The flower symbolizes good cheer and success.  It is said to bring wishes of mirth and celebration.

The beautiful flower is also known as Winter Rose, Noche Buena  and Mexican Flame Leaf.  In Turkey they call it  Atakurk's Flower, named after the founder of modern Turkey.  Even the ancient Aztecs loved the flower and considered it to be symbols of purity.  It is native to Central America so this flower has been shared with many types of people.  The Aztecs used the flower for purple dye for their clothes and cosmetics.  The milky white sap was made into a medicine to treat fevers.  Today we call it sap latex.



The shape of the Poinsettia Flower and leaves are thought as a symbol of the Star of Bethlehem which led the Wise Men to Jesus.  The red colored leaves symbolize the blood of Christ.  The white leaves represent his purity.
What is even more special is the etching of the Poinsettia flower is on a sand dollar.  God with his infinite wisdom knew this flower would some day symbolize Christmas.  So he planned ahead and took this lowly shell to remind us all of the plan of Christ. On the other side of the sand dollar is the Easter Lily.  This flower is celebrated at Easter symbolizing Jesus resurrection.  The sand dollar also has five wholes to show his death on the cross.

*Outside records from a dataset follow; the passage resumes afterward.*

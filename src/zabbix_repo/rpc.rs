// JSON-RPC 2.0 envelope and record types for the Zabbix API.
// Zabbix returns numeric fields as strings; parsing happens in the repo.

use serde::Deserialize;
use serde_json::Value;

#[derive(Debug, Deserialize)]
pub struct RpcResponse {
    pub result: Option<Value>,
    pub error: Option<RpcError>,
}

#[derive(Debug, Deserialize)]
pub struct RpcError {
    pub code: i64,
    pub message: String,
    #[serde(default)]
    pub data: String,
}

#[derive(Debug, Deserialize)]
pub struct HostRecord {
    #[serde(rename = "hostid")]
    pub host_id: String,
    pub host: String,
}

#[derive(Debug, Deserialize)]
pub struct HistoryRecord {
    pub clock: String,
    pub value: String,
}
use anyhow::{Context, Result};
use tracing_subscriber::EnvFilter;
use tracing_subscriber::fmt::time::FormatTime;
use zabbix_metrics::*;

struct LocalTimer;

impl FormatTime for LocalTimer {
    fn format_time(&self, w: &mut tracing_subscriber::fmt::format::Writer<'_>) -> std::fmt::Result {
        write!(
            w,
            "{}",
            chrono::Local::now().format("%Y-%m-%dT%H:%M:%S%.3f%:z")
        )
    }
}

#[tokio::main]
async fn main() -> Result<()> {
    let filter = EnvFilter::try_from_default_env().unwrap_or_else(|_| EnvFilter::new("info"));
    tracing_subscriber::fmt()
        .with_timer(LocalTimer)
        .with_env_filter(filter)
        .init();

    let app_config = config::AppConfig::load()?;
    let tz = app_config.timezone()?;
    tracing::info!(
        version = env!("CARGO_PKG_VERSION"),
        hosts = app_config.report.host_names.len(),
        days_back = app_config.report.days_back,
        timezone = %tz,
        "starting report run"
    );

    let windows = windows::working_hour_windows(tz, app_config.report.days_back);

    let repo = zabbix_repo::ZabbixRepo::connect(
        &app_config.zabbix.server_url,
        &app_config.zabbix.username,
        app_config.zabbix.password.expose(),
    )
    .await
    .context("connecting to Zabbix")?;

    let mut rows = Vec::new();
    for host_name in &app_config.report.host_names {
        let summaries = collector::collect_host_metrics(&repo, host_name, &windows)
            .await
            .with_context(|| format!("collecting metrics for '{host_name}'"))?;
        let host_rows = report::to_rows(&summaries);
        tracing::info!(host = %host_name, rows = host_rows.len(), "host collected");
        rows.extend(host_rows);
    }
    repo.logout().await;

    let output_path = std::path::Path::new(&app_config.report.output_path);
    report::write_xlsx(output_path, &rows)?;
    tracing::info!(path = %output_path.display(), rows = rows.len(), "report written");

    Ok(())
}
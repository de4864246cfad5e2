use chrono::NaiveDate;

/// Working-hour window for one calendar day, bounds in UTC epoch seconds.
#[derive(Debug, Clone, PartialEq, Eq)]
pub struct TimeWindow {
    pub date: NaiveDate,
    pub time_from: i64,
    pub time_till: i64,
    /// Window start rendered as "YYYY-MM-DD HH:MM:SS UTC" (for logs).
    pub readable_utc_start: String,
}
// Per-host collection: resolve well-known items, fetch working-hour history
// window by window, reduce to daily and total aggregates.

pub mod aggregation;

use tracing::{debug, info};

use crate::models::{DailyAggregate, ItemRecord, MetricSummary, Sample, TimeWindow};
use crate::zabbix_repo::{HistoryClass, ZabbixError, ZabbixRepo};

/// Well-known metric key substrings collected from every host, matched
/// against the keys of the host's enabled items.
pub const METRIC_KEYS: [&str; 5] = [
    "system.cpu.util",
    "vm.memory.util",
    r#"perf_counter_en["\PhysicalDisk(0 C:)\% Idle Time",60]"#,
    "net.if.in",
    "net.if.out",
];

/// Collect one host's metric summaries over the given windows. A host with no
/// matching items yields an empty vec; an unknown host name is an error.
pub async fn collect_host_metrics(
    repo: &ZabbixRepo,
    host_name: &str,
    windows: &[TimeWindow],
) -> Result<Vec<MetricSummary>, ZabbixError> {
    let (host_id, host) = repo.host_id(host_name).await?;
    debug!(host = %host, host_id = %host_id, "resolved host");

    let keys = matching_keys(&repo.enabled_items(&host_id).await?);

    // Re-query each surviving key for the authoritative item record.
    let mut items = Vec::with_capacity(keys.len());
    for key in &keys {
        if let Some(item) = repo.item_by_key(&host_id, key).await? {
            items.push(item);
        }
    }
    if items.is_empty() {
        info!(host = %host_name, "no well-known metrics on host");
        return Ok(Vec::new());
    }

    let mut summaries = Vec::with_capacity(items.len());
    for item in items {
        let class = HistoryClass::for_key(&item.key);
        let mut all_values: Vec<f64> = Vec::new();
        let mut daily = Vec::new();
        for window in windows {
            let samples = repo
                .history(&item.item_id, class, window.time_from, window.time_till)
                .await?;
            debug!(
                key = %item.key,
                date = %window.date,
                from = %window.readable_utc_start,
                samples = samples.len(),
                "window fetched"
            );
            let values = values_of(&samples);
            if let Some(stats) = aggregation::aggregate_values(&values) {
                daily.push(DailyAggregate { date: window.date, stats });
            }
            all_values.extend(values);
        }
        let total = aggregation::aggregate_values(&all_values);
        summaries.push(MetricSummary {
            host_name: host_name.to_string(),
            item,
            daily,
            total,
        });
    }
    Ok(summaries)
}

/// Keys of enabled items containing any well-known substring.
fn matching_keys(items: &[ItemRecord]) -> Vec<String> {
    items
        .iter()
        .filter(|item| METRIC_KEYS.iter().any(|k| item.key.contains(k)))
        .map(|item| item.key.clone())
        .collect()
}

fn values_of(samples: &[Sample]) -> Vec<f64> {
    samples.iter().map(|s| s.value).collect()
}
// Zabbix JSON-RPC API access via reqwest.
// Thin wrapper over the five calls the pipeline needs. No retries at any
// layer: a failed request aborts the whole run.

mod rpc;

use std::sync::atomic::{AtomicU64, Ordering};
use std::time::Duration;

use serde::de::DeserializeOwned;
use serde_json::{Value, json};
use tracing::debug;

use crate::models::{ItemRecord, Sample};

const REQUEST_TIMEOUT: Duration = Duration::from_secs(60);

#[derive(Debug, thiserror::Error)]
pub enum ZabbixError {
    #[error("host '{0}' not found")]
    HostNotFound(String),
    #[error("{method} failed: {message} {data} (code {code})")]
    Api {
        method: &'static str,
        code: i64,
        message: String,
        data: String,
    },
    #[error("transport error: {0}")]
    Transport(#[from] reqwest::Error),
    #[error("{method}: unexpected reply: {reason}")]
    UnexpectedReply {
        method: &'static str,
        reason: String,
    },
}

/// Typed history table selector. Network counters live in the unsigned table
/// (type 3), everything else in the float table (type 0); querying the wrong
/// table returns no data.
#[derive(Debug, Clone, Copy, PartialEq, Eq)]
pub enum HistoryClass {
    Float,
    Unsigned,
}

impl HistoryClass {
    pub fn for_key(key: &str) -> Self {
        if key.contains("net.if.") {
            HistoryClass::Unsigned
        } else {
            HistoryClass::Float
        }
    }

    fn api_value(self) -> u8 {
        match self {
            HistoryClass::Float => 0,
            HistoryClass::Unsigned => 3,
        }
    }
}

#[derive(Debug)]
pub struct ZabbixRepo {
    http: reqwest::Client,
    endpoint: String,
    token: String,
    next_id: AtomicU64,
}

impl ZabbixRepo {
    /// Build the HTTP client, normalize the endpoint URL, and log in. The
    /// session token is sent as a Bearer header on all subsequent calls.
    pub async fn connect(
        server_url: &str,
        username: &str,
        password: &str,
    ) -> Result<Self, ZabbixError> {
        let http = reqwest::Client::builder()
            .timeout(REQUEST_TIMEOUT)
            .build()?;
        let mut repo = Self {
            http,
            endpoint: api_endpoint(server_url),
            token: String::new(),
            next_id: AtomicU64::new(1),
        };

        let result = repo
            .call(
                "user.login",
                json!({"username": username, "password": password}),
            )
            .await?;
        let token = result.as_str().ok_or(ZabbixError::UnexpectedReply {
            method: "user.login",
            reason: "token is not a string".into(),
        })?;
        repo.token = token.to_string();
        Ok(repo)
    }

    /// Resolve a visible host name to `(hostid, technical name)`.
    pub async fn host_id(&self, host_name: &str) -> Result<(String, String), ZabbixError> {
        let result = self
            .call(
                "host.get",
                json!({
                    "filter": {"name": host_name},
                    "output": ["hostid", "host"],
                }),
            )
            .await?;
        let hosts: Vec<rpc::HostRecord> = parse("host.get", result)?;
        match hosts.into_iter().next() {
            Some(h) => Ok((h.host_id, h.host)),
            None => Err(ZabbixError::HostNotFound(host_name.to_string())),
        }
    }

    /// All enabled items on a host, wildcard search on.
    pub async fn enabled_items(&self, host_id: &str) -> Result<Vec<ItemRecord>, ZabbixError> {
        let result = self
            .call(
                "item.get",
                json!({
                    "hostids": host_id,
                    "output": ["itemid", "name", "key_", "units"],
                    "searchWildcardsEnabled": true,
                    "filter": {"status": 0},
                }),
            )
            .await?;
        parse("item.get", result)
    }

    /// Authoritative item record for a key search; None when nothing matches.
    pub async fn item_by_key(
        &self,
        host_id: &str,
        key: &str,
    ) -> Result<Option<ItemRecord>, ZabbixError> {
        let result = self
            .call(
                "item.get",
                json!({
                    "hostids": host_id,
                    "search": {"key_": key},
                    "output": ["itemid", "name", "key_"],
                }),
            )
            .await?;
        let items: Vec<ItemRecord> = parse("item.get", result)?;
        Ok(items.into_iter().next())
    }

    /// Raw samples for an item strictly within `[time_from, time_till]`,
    /// ordered by clock descending.
    pub async fn history(
        &self,
        item_id: &str,
        class: HistoryClass,
        time_from: i64,
        time_till: i64,
    ) -> Result<Vec<Sample>, ZabbixError> {
        let result = self
            .call(
                "history.get",
                json!({
                    "itemids": item_id,
                    "time_from": time_from,
                    "time_till": time_till,
                    "output": ["clock", "value"],
                    "history": class.api_value(),
                    "sortfield": "clock",
                    "sortorder": "DESC",
                }),
            )
            .await?;
        let records: Vec<rpc::HistoryRecord> = parse("history.get", result)?;
        records
            .into_iter()
            .map(|r| {
                let clock = r.clock.parse::<i64>();
                let value = r.value.parse::<f64>();
                match (clock, value) {
                    (Ok(clock), Ok(value)) => Ok(Sample { clock, value }),
                    _ => Err(ZabbixError::UnexpectedReply {
                        method: "history.get",
                        reason: format!("unparsable sample clock={} value={}", r.clock, r.value),
                    }),
                }
            })
            .collect()
    }

    /// Best-effort session teardown; a failure here never fails the run.
    pub async fn logout(&self) {
        if let Err(e) = self.call("user.logout", json!([])).await {
            debug!(error = %e, "user.logout failed");
        }
    }

    async fn call(&self, method: &'static str, params: Value) -> Result<Value, ZabbixError> {
        let id = self.next_id.fetch_add(1, Ordering::Relaxed);
        let body = json!({
            "jsonrpc": "2.0",
            "method": method,
            "params": params,
            "id": id,
        });
        // Params are never logged: user.login carries credentials.
        debug!(method, id, "api call");

        let mut request = self.http.post(&self.endpoint).json(&body);
        if !self.token.is_empty() {
            request = request.bearer_auth(&self.token);
        }
        let reply: rpc::RpcResponse = request
            .send()
            .await?
            .error_for_status()?
            .json()
            .await?;

        if let Some(err) = reply.error {
            return Err(ZabbixError::Api {
                method,
                code: err.code,
                message: err.message,
                data: err.data,
            });
        }
        reply.result.ok_or(ZabbixError::UnexpectedReply {
            method,
            reason: "missing result".into(),
        })
    }
}

/// Deserialize a JSON-RPC result into the expected record shape.
fn parse<T: DeserializeOwned>(method: &'static str, result: Value) -> Result<T, ZabbixError> {
    serde_json::from_value(result).map_err(|e| ZabbixError::UnexpectedReply {
        method,
        reason: e.to_string(),
    })
}

/// Normalize a configured server URL to the JSON-RPC endpoint: default the
/// scheme to https and append `api_jsonrpc.php` unless already present.
fn api_endpoint(server_url: &str) -> String {
    let mut url = if server_url.contains("://") {
        server_url.to_string()
    } else {
        format!("https://{server_url}")
    };
    if !url.ends_with("api_jsonrpc.php") {
        while url.ends_with('/') {
            url.pop();
        }
        url.push_str("/api_jsonrpc.php");
    }
    url
}
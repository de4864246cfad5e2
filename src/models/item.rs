use serde::Deserialize;

/// Authoritative item record as returned by item.get.
#[derive(Debug, Clone, Deserialize, PartialEq, Eq)]
pub struct ItemRecord {
    #[serde(rename = "itemid")]
    pub item_id: String,
    pub name: String,
    #[serde(rename = "key_")]
    pub key: String,
}

/// One raw history sample.
#[derive(Debug, Clone, Copy, PartialEq)]
pub struct Sample {
    pub clock: i64,
    pub value: f64,
}
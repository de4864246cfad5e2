// Library for tests to access modules

pub mod collector;
pub mod config;
pub mod models;
pub mod report;
pub mod units;
pub mod windows;
pub mod zabbix_repo;
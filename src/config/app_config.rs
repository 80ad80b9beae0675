use std::{env, str::FromStr, time::Duration};

use sqlx::postgres::PgConnectOptions;

use crate::error::{AppError, Result};

#[derive(Debug, Clone)]
pub struct AppConfig {
    pub server: ServerConfig,
    pub database: DatabaseConfig,
    pub cors: CorsConfig,
}

#[derive(Debug, Clone)]
pub struct ServerConfig {
    pub host: String,
    pub port: u16,
    pub max_body_size: usize,
}

#[derive(Debug, Clone)]
pub struct DatabaseConfig {
    pub host: String,
    pub port: u16,
    pub name: String,
    pub user: String,
    pub password: String,
    pub max_connections: u32,
    pub acquire_timeout: Duration,
}

#[derive(Debug, Clone, Default)]
pub struct CorsConfig {
    pub allowed_origins: Vec<String>,
}

impl AppConfig {
    pub fn from_env() -> Result<Self> {
        Self::from_lookup(|key| env::var(key).ok())
    }

    /// Builds the configuration from an arbitrary key lookup. Missing keys
    /// fall back to their defaults; present but unparseable keys are errors.
    pub fn from_lookup<F>(lookup: F) -> Result<Self>
    where
        F: Fn(&str) -> Option<String>,
    {
        let var = |key: &str, default: &str| lookup(key).unwrap_or_else(|| default.to_string());

        Ok(Self {
            server: ServerConfig {
                host: var("HOST", "0.0.0.0"),
                port: parse(&lookup, "PORT", "5000")?,
                max_body_size: parse(&lookup, "MAX_BODY_SIZE", "1048576")?,
            },
            database: DatabaseConfig {
                host: var("DB_HOST", "localhost"),
                port: parse(&lookup, "DB_PORT", "5432")?,
                name: var("DB_NAME", "productsdb"),
                user: var("DB_USER", "postgres"),
                password: var("DB_PASS", "password"),
                max_connections: parse(&lookup, "DB_MAX_CONNECTIONS", "10")?,
                acquire_timeout: Duration::from_secs(parse(
                    &lookup,
                    "DB_ACQUIRE_TIMEOUT_SECS",
                    "5",
                )?),
            },
            cors: CorsConfig {
                allowed_origins: lookup("CORS_ALLOWED_ORIGINS")
                    .map(|origins| {
                        origins
                            .split(',')
                            .map(|s| s.trim().to_string())
                            .filter(|s| !s.is_empty())
                            .collect()
                    })
                    .unwrap_or_default(),
            },
        })
    }

    pub fn server_address(&self) -> String {
        format!("{}:{}", self.server.host, self.server.port)
    }
}

impl DatabaseConfig {
    pub fn connect_options(&self) -> PgConnectOptions {
        PgConnectOptions::new()
            .host(&self.host)
            .port(self.port)
            .database(&self.name)
            .username(&self.user)
            .password(&self.password)
    }
}

fn parse<F, T>(lookup: &F, key: &str, default: &str) -> Result<T>
where
    F: Fn(&str) -> Option<String>,
    T: FromStr,
{
    lookup(key)
        .unwrap_or_else(|| default.to_string())
        .trim()
        .parse()
        .map_err(|_| AppError::ConfigError(format!("Invalid {} value", key)))
}
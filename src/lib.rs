pub mod app;
pub mod config;
pub mod database;
pub mod error;
pub mod models;
pub mod queries;
pub mod routes;

pub use app::AppState;
pub use config::AppConfig;
pub use error::{AppError, Result};
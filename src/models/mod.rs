mod product;
mod responses;

pub use product::*;
pub use responses::*;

  Jesus came to earth at a special time in history when God knew the timing was right.  He came to humanity as a child in a manger.  He lived a life on earth without sin.  But bore our sin on the cross so we might live with him forever.  All we have to do is believe in Jesus and follow Him.  He gives us the Holy Spirit of love, joy and peace this holiday   season.  If you open the sand dollar white doves fall out to show peace.



 The doves are in the shape of a star on the inside of the shell. Peace on earth, good will toward men.